From the outset, Obama has been a solid favorite to win re-election on all the betting sites and at this very moment with the election just hours away, the president is a 70-30 favorite to win on Intrade and a 2-9 favorite at Ladbrokes (U.S. casinos are not allowed to take bets on our elections) in Great Britain.  Meanwhile, Gallup--the most prestigious of the traditional pollsters--now says that Romney is slightly AHEAD overall.

The odds have always favored Obama although his lead dropped into the 55-45 range during the week after his disastrous performance and Romney's clear win in the first debate in September.  But real bettors betting real money have never--not ever for a second--considered Romney likely to win.

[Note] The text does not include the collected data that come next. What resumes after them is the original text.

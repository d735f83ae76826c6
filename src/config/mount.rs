//! # Mount Request Decoding
//!
//! Decodes the driver's raw mount request (attribute JSON, kubernetes secret
//! JSON, target path and permission strings) into a strongly-typed
//! [`MountConfig`]. Pure deserialization and validation; no network calls.

use std::collections::{BTreeMap, HashMap};
use std::path::{Component, Path, PathBuf};

use serde::Deserialize;

use crate::config::Settings;
use crate::errors::{ProviderError, Result};

// Well-known attribute keys injected by the CSI driver.
const ATTR_POD_NAMESPACE: &str = "csi.storage.k8s.io/pod.namespace";
const ATTR_POD_NAME: &str = "csi.storage.k8s.io/pod.name";
const ATTR_POD_UID: &str = "csi.storage.k8s.io/pod.uid";
const ATTR_SERVICE_ACCOUNT: &str = "csi.storage.k8s.io/serviceAccount.name";
const ATTR_SERVICE_ACCOUNT_TOKENS: &str = "csi.storage.k8s.io/serviceAccount.tokens";

// Provider-specific attribute keys.
const ATTR_AUTH: &str = "auth";
const ATTR_SECRETS: &str = "secrets";
const ATTR_PROJECT_ID: &str = "projectID";
const ATTR_VERSIONS: &str = "versions";
const ATTR_LABELS: &str = "labels";

const AUTH_POD_ADC: &str = "pod-adc";
const AUTH_PROVIDER_ADC: &str = "provider-adc";

/// Key inside the nodePublishSecretRef secret holding the service-account key.
const NODE_PUBLISH_KEY_ENTRY: &str = "key.json";

/// Annotation linking a kubernetes service account to a GCP service account.
pub const GCP_SERVICE_ACCOUNT_ANNOTATION: &str = "iam.gke.io/gcp-service-account";

/// Annotation carrying a JSON list of intermediate identities for delegated
/// impersonation.
pub const GCP_SERVICE_ACCOUNT_DELEGATES_ANNOTATION: &str =
    "iam.gke.io/gcp-service-account-delegates";

/// Identity of the workload the mount is performed for.
#[derive(Debug, Clone, Default)]
pub struct PodInfo {
    pub namespace: String,
    pub name: String,
    pub uid: String,
    pub service_account: String,
    /// Pre-issued service-account tokens keyed by audience, when the driver
    /// requested them on the provider's behalf.
    pub tokens: HashMap<String, String>,
}

/// How the provider obtains credentials for backend calls.
#[derive(Debug, Clone, PartialEq)]
pub enum AuthMode {
    /// Exchange the pod's kubernetes service-account token for a GCP
    /// credential via workload identity. The default.
    PodWorkloadIdentity,
    /// Use the provider process's own ambient credentials.
    ProviderAdc,
    /// Use the service-account key delivered through nodePublishSecretRef.
    NodePublishSecret(String),
}

/// One requested secret or parameter.
#[derive(Debug, Clone, Deserialize, PartialEq)]
#[serde(deny_unknown_fields)]
pub struct SecretRequest {
    /// Backend resource version name (secret or parameter shape).
    #[serde(rename = "resourceName")]
    pub resource_uri: String,

    /// Older spelling of the output path; `path` wins when both are set.
    #[serde(default, rename = "fileName")]
    pub file_name: Option<String>,

    /// Relative path of the materialized file under the target path.
    #[serde(default)]
    pub path: Option<String>,

    /// Per-item file mode override. Quoted leading-zero values ("0600")
    /// parse as octal; bare YAML integers pass through as written.
    #[serde(default, deserialize_with = "deserialize_mode")]
    pub mode: Option<u32>,

    /// Extract a single top-level string field from a JSON payload.
    #[serde(default, rename = "extractJSONKey")]
    pub extract_json_key: Option<String>,

    /// Extract a single top-level string field from a YAML payload.
    #[serde(default, rename = "extractYAMLKey")]
    pub extract_yaml_key: Option<String>,
}

impl SecretRequest {
    /// The relative output path, with `path` taking precedence over the
    /// legacy `fileName`.
    pub fn output_path(&self) -> &str {
        self.path.as_deref().or(self.file_name.as_deref()).unwrap_or_default()
    }

    /// The effective file mode given the mount-wide default.
    pub fn resolved_mode(&self, default_mode: u32) -> u32 {
        self.mode.unwrap_or(default_mode)
    }

    fn validate(&self) -> Result<()> {
        if self.resource_uri.is_empty() {
            return Err(ProviderError::config("secret entry is missing resourceName"));
        }
        let output = self.output_path();
        if output.is_empty() {
            return Err(ProviderError::config(format!(
                "secret entry for '{}' must set path or fileName",
                self.resource_uri
            )));
        }
        let path = Path::new(output);
        if path.is_absolute()
            || path.components().any(|c| matches!(c, Component::ParentDir | Component::RootDir))
        {
            return Err(ProviderError::config(format!(
                "output path '{}' must be relative and must not traverse upward",
                output
            )));
        }
        Ok(())
    }
}

/// The labeled-query variant: fetch every secret in a project matching a
/// label filter, at each of the requested versions.
#[derive(Debug, Clone, PartialEq)]
pub struct LabelQuery {
    pub project: String,
    pub versions: Vec<String>,
    pub labels: BTreeMap<String, String>,
}

/// Immutable per-invocation mount configuration.
#[derive(Debug, Clone)]
pub struct MountConfig {
    pub secrets: Vec<SecretRequest>,
    pub pod: PodInfo,
    pub target_path: PathBuf,
    /// Default file mode for items without an override.
    pub permissions: u32,
    pub auth_mode: AuthMode,
    pub label_query: Option<LabelQuery>,
}

impl MountConfig {
    /// Decode a mount request. `attributes` and `kube_secrets` are the raw
    /// JSON strings from the RPC; `permission` is the decimal-string default
    /// file mode.
    pub fn parse(
        attributes: &str,
        kube_secrets: &str,
        target_path: &str,
        permission: &str,
        settings: &Settings,
    ) -> Result<Self> {
        let attrs: HashMap<String, String> = serde_json::from_str(attributes)
            .map_err(|e| ProviderError::config(format!("failed to parse attributes: {}", e)))?;

        let permissions = permission
            .parse::<u32>()
            .map_err(|e| ProviderError::config(format!("invalid permission '{}': {}", permission, e)))?;
        if permissions > 0o7777 {
            return Err(ProviderError::config(format!(
                "permission {} out of range",
                permissions
            )));
        }

        let pod = parse_pod_info(&attrs)?;
        let auth_mode = parse_auth_mode(&attrs, kube_secrets, settings)?;
        let secrets = parse_secret_list(&attrs)?;
        let label_query = parse_label_query(&attrs)?;

        match (secrets.is_empty(), &label_query) {
            (true, None) => {
                return Err(ProviderError::config(
                    "attributes must carry a 'secrets' list or a projectID/versions/labels query",
                ))
            }
            (false, Some(_)) => {
                return Err(ProviderError::config(
                    "'secrets' and a label query cannot both be set",
                ))
            }
            _ => {}
        }

        Ok(Self {
            secrets,
            pod,
            target_path: PathBuf::from(target_path),
            permissions,
            auth_mode,
            label_query,
        })
    }
}

fn parse_pod_info(attrs: &HashMap<String, String>) -> Result<PodInfo> {
    let tokens = match attrs.get(ATTR_SERVICE_ACCOUNT_TOKENS).filter(|v| !v.is_empty()) {
        Some(raw) => {
            #[derive(Deserialize)]
            struct IssuedToken {
                token: String,
            }
            let issued: HashMap<String, IssuedToken> = serde_json::from_str(raw).map_err(|e| {
                ProviderError::config(format!("failed to parse serviceAccount.tokens: {}", e))
            })?;
            issued.into_iter().map(|(aud, t)| (aud, t.token)).collect()
        }
        None => HashMap::new(),
    };

    let get = |key: &str| attrs.get(key).cloned().unwrap_or_default();
    Ok(PodInfo {
        namespace: get(ATTR_POD_NAMESPACE),
        name: get(ATTR_POD_NAME),
        uid: get(ATTR_POD_UID),
        service_account: get(ATTR_SERVICE_ACCOUNT),
        tokens,
    })
}

fn parse_auth_mode(
    attrs: &HashMap<String, String>,
    kube_secrets: &str,
    settings: &Settings,
) -> Result<AuthMode> {
    let auth_attr = attrs.get(ATTR_AUTH).map(String::as_str).unwrap_or("");

    let node_publish_key = parse_node_publish_key(kube_secrets)?;
    if let Some(key) = node_publish_key {
        // A nodePublishSecretRef and an explicit auth mode are mutually
        // exclusive; refusing the combination beats guessing intent.
        if !auth_attr.is_empty() {
            return Err(ProviderError::config(
                "nodePublishSecretRef and the 'auth' attribute cannot both be set",
            ));
        }
        if !settings.allow_node_publish_secret {
            return Err(ProviderError::config(
                "nodePublishSecretRef auth is not enabled (set ALLOW_NODE_PUBLISH_SECRET=true)",
            ));
        }
        return Ok(AuthMode::NodePublishSecret(key));
    }

    match auth_attr {
        "" | AUTH_POD_ADC => Ok(AuthMode::PodWorkloadIdentity),
        AUTH_PROVIDER_ADC => Ok(AuthMode::ProviderAdc),
        other => {
            Err(ProviderError::config(format!("unknown auth mode '{}'", other)))
        }
    }
}

fn parse_node_publish_key(kube_secrets: &str) -> Result<Option<String>> {
    if kube_secrets.is_empty() || kube_secrets == "{}" {
        return Ok(None);
    }
    let entries: HashMap<String, String> = serde_json::from_str(kube_secrets)
        .map_err(|e| ProviderError::config(format!("failed to parse nodePublishSecretRef data: {}", e)))?;
    if entries.is_empty() {
        return Ok(None);
    }
    match entries.get(NODE_PUBLISH_KEY_ENTRY) {
        Some(key) => Ok(Some(key.clone())),
        None => Err(ProviderError::config(format!(
            "nodePublishSecretRef secret must carry a '{}' entry",
            NODE_PUBLISH_KEY_ENTRY
        ))),
    }
}

fn parse_secret_list(attrs: &HashMap<String, String>) -> Result<Vec<SecretRequest>> {
    let raw = match attrs.get(ATTR_SECRETS).filter(|v| !v.trim().is_empty()) {
        Some(raw) => raw,
        None => return Ok(Vec::new()),
    };
    let secrets: Vec<SecretRequest> = serde_yaml::from_str(raw)
        .map_err(|e| ProviderError::config(format!("failed to parse secrets attribute: {}", e)))?;
    for secret in &secrets {
        secret.validate()?;
    }
    Ok(secrets)
}

fn parse_label_query(attrs: &HashMap<String, String>) -> Result<Option<LabelQuery>> {
    let project = match attrs.get(ATTR_PROJECT_ID).filter(|v| !v.is_empty()) {
        Some(p) => p.clone(),
        None => return Ok(None),
    };

    let versions: Vec<String> = match attrs.get(ATTR_VERSIONS).filter(|v| !v.trim().is_empty()) {
        Some(raw) => serde_yaml::from_str(raw)
            .map_err(|e| ProviderError::config(format!("failed to parse versions attribute: {}", e)))?,
        None => vec!["latest".to_string()],
    };
    if versions.is_empty() {
        return Err(ProviderError::config(
            "a projectID query requires at least one version",
        ));
    }

    let labels: BTreeMap<String, String> = match attrs.get(ATTR_LABELS) {
        Some(raw) if !raw.trim().is_empty() => serde_yaml::from_str(raw)
            .map_err(|e| ProviderError::config(format!("failed to parse labels attribute: {}", e)))?,
        _ => BTreeMap::new(),
    };
    if labels.is_empty() {
        return Err(ProviderError::config(
            "a projectID query requires at least one label selector",
        ));
    }

    Ok(Some(LabelQuery { project, versions, labels }))
}

/// File modes arrive either as YAML integers or as strings. A quoted string
/// with a leading zero ("0600") is read as octal, matching what authors mean
/// when they write unix modes; other strings are decimal. Bare integers reach
/// us already resolved by the YAML parser, which reads leading-zero literals
/// (0600) and 0o-prefixed literals as octal.
fn deserialize_mode<'de, D>(deserializer: D) -> std::result::Result<Option<u32>, D::Error>
where
    D: serde::Deserializer<'de>,
{
    use serde::de::Error;

    #[derive(Deserialize)]
    #[serde(untagged)]
    enum RawMode {
        Int(i64),
        Str(String),
    }

    let parsed = match Option::<RawMode>::deserialize(deserializer)? {
        None => None,
        Some(RawMode::Int(n)) => {
            let n = u32::try_from(n).map_err(|_| D::Error::custom("mode must be non-negative"))?;
            Some(n)
        }
        Some(RawMode::Str(s)) => {
            let trimmed = s.trim();
            let value = if trimmed.len() > 1 && trimmed.starts_with('0') {
                u32::from_str_radix(trimmed, 8)
            } else {
                trimmed.parse::<u32>()
            }
            .map_err(|e| D::Error::custom(format!("invalid mode '{}': {}", s, e)))?;
            Some(value)
        }
    };

    if let Some(mode) = parsed {
        if mode > 0o7777 {
            return Err(D::Error::custom(format!("mode {} out of range", mode)));
        }
    }
    Ok(parsed)
}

Even more dramatic is the widely divergent message we are getting on the likely outcome in the so-called swing states.  We are told at this very moment by the mainstream media and the traditional polls that the election is neck and neck and could go either way. That states such as Florida, North Carolina, Ohio, Virginia, Nevada, Wisconsin, Iowa, Colorado, Pennsylvania, and New Hampshire are essentially deadlocked and too close to call.

Meanwhile, the betting sites are stating clearly that there are only two real toss up states remaining--
Virginia and Colorado (Obama is ahead slightly in each).  Real people betting real money have made Romney a huge favorite in Florida and North Carolina and Obama is a prohibitive favorite--25 points or more--in Ohio, Pennsylvania, Nevada, Iowa, Iowa, New Hampshire, and Wisconsin.

If investors are to be believed, it will be a very early night tomorrow.

The issue that should get a lot of attention but probably won't is why, armed with prestigious but probably very misleading polling data, have our mainstream media been tricking us into believing that this race has been a cliff-hanger all along?  Could it be that they are less interested in keeping us informed than they are in insulating themselves from charges of liberal bias from the Right?  And that most of all they are desperate to keep us sitting on the edges of our seats until the game is over even though real people betting real money have been telling us for months that this election will be a blowout?

This is the only real question regarding the presidential election--whether polls are worth the paper they are printed on and the way the media use them--that remains to be resolved tomorrow.  The rest of it was over weeks ago.